_WORK REQUEST:_ Would you repeat all the lines below, exactly as they stand?
━━━━━━
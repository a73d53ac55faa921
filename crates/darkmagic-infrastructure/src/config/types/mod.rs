//! Configuration types module

pub mod app;
pub mod engine;
pub mod logging;

pub use app::AppConfig;
pub use engine::{EngineConfig, OverrideConfig};
pub use logging::LoggingConfig;
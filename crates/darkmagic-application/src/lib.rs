//! # darkmagic application
//!
//! The resolution engine. An [`Injector`] reads a target's declared inputs,
//! loads or produces each one, and invokes the target once all are ready.
//!
//! | Module | Description |
//! |--------|-------------|
//! | [`signature`] | Declared inputs of a callable, trailing continuation |
//! | [`naming`] | Classification from exported names |
//! | [`descriptor`] | Per-name metadata and the auto-inject policy |
//! | [`registry`] | Descriptor store, one per injector |
//! | [`lineage`] | Producer chain of one resolution branch |
//! | [`waterfall`] | Ordered completion barrier |
//! | [`gate`] | Per-name production gates |
//! | [`options`] | Injector options and overrides |
//! | [`injector`] | The engine |

pub mod descriptor;
pub mod gate;
pub mod injector;
pub mod lineage;
pub mod naming;
pub mod options;
pub mod registry;
pub mod signature;
pub mod waterfall;

pub use descriptor::{Descriptor, InjectPolicy};
pub use injector::{Injector, InjectorBuilder};
pub use lineage::Lineage;
pub use options::{InjectorOptions, Override};
pub use registry::Registry;
pub use signature::Signature;
pub use waterfall::Waterfall;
━━━━━━
_RESULT OF THIS EXERCISE:_
repository a73d53ac55faa921
filename crates/darkmagic-infrastructure/src/config/types/mod.rs
//! Configuration types module

pub mod app;
pub mod engine;
pub mod logging;

pub use app::AppConfig;
pub use engine::{EngineConfig, OverrideConfig};
pub use logging::LoggingConfig;
filename crates/darkmagic-application/src/lib.rs
//! # darkmagic application
//!
//! The resolution engine. An [`Injector`] reads a target's declared inputs,
//! loads or produces each one, and invokes the target once all are ready.
//!
//! | Module | Description |
//! |--------|-------------|
//! | [`signature`] | Declared inputs of a callable, trailing continuation |
//! | [`naming`] | Classification from exported names |
//! | [`descriptor`] | Per-name metadata and the auto-inject policy |
//! | [`registry`] | Descriptor store, one per injector |
//! | [`lineage`] | Producer chain of one resolution branch |
//! | [`waterfall`] | Ordered completion barrier |
//! | [`gate`] | Per-name production gates |
//! | [`options`] | Injector options and overrides |
//! | [`injector`] | The engine |

pub mod descriptor;
pub mod gate;
pub mod injector;
pub mod lineage;
pub mod naming;
pub mod options;
pub mod registry;
pub mod signature;
pub mod waterfall;

pub use descriptor::{Descriptor, InjectPolicy};
pub use injector::{Injector, InjectorBuilder};
pub use lineage::Lineage;
pub use options::{InjectorOptions, Override};
pub use registry::Registry;
pub use signature::Signature;
pub use waterfall::Waterfall;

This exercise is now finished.